## What the task requires
In the listing below, count the lines that contain the string "AppError", and state that number without further words.

-.-.-

//! Handlers for the `/tags` resource.

use axum::extract::State;
use axum::http::StatusCode;
use axum::Json;

use mediateca_core::error::CoreError;
use mediateca_db::models::tag::{CreateTag, Tag, TagWithUsage};
use mediateca_db::repositories::TagRepo;

use crate::error::{AppError, AppResult};
use crate::middleware::rbac::{RequireAuth, RequireContributor};
use crate::response::DataResponse;
use crate::state::AppState;

/// GET /api/v1/tags
///
/// All tags with how many assets carry each.
pub async fn list_tags(
    State(state): State<AppState>,
    RequireAuth(_user): RequireAuth,
) -> AppResult<Json<DataResponse<Vec<TagWithUsage>>>> {
    let tags = TagRepo::list(&state.pool).await?;
    Ok(Json(DataResponse { data: tags }))
}

/// POST /api/v1/tags
///
/// Create a tag. An existing name is a 409 via `uq_tags_name`.
pub async fn create_tag(
    State(state): State<AppState>,
    RequireContributor(user): RequireContributor,
    Json(input): Json<CreateTag>,
) -> AppResult<(StatusCode, Json<DataResponse<Tag>>)> {
    let name = input.name.trim();
    if name.is_empty() {
        return Err(AppError::Core(CoreError::Validation(
            "Tag name must not be empty".into(),
        )));
    }

    let tag = TagRepo::create(&state.pool, name).await?;
    tracing::info!(tag_id = tag.id, user_id = user.user_id, "Tag created");
    Ok((StatusCode::CREATED, Json(DataResponse { data: tag })))
}
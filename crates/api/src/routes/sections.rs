use axum::routing::get;
use axum::Router;

use crate::handlers::sections;
use crate::state::AppState;

/// Routes mounted at `/sections`.
///
/// ```text
/// GET  /    -> list_sections
/// POST /    -> create_section (admin)
/// ```
pub fn router() -> Router<AppState> {
    Router::new().route("/", get(sections::list_sections).post(sections::create_section))
}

-.-.-

## Response to the task
2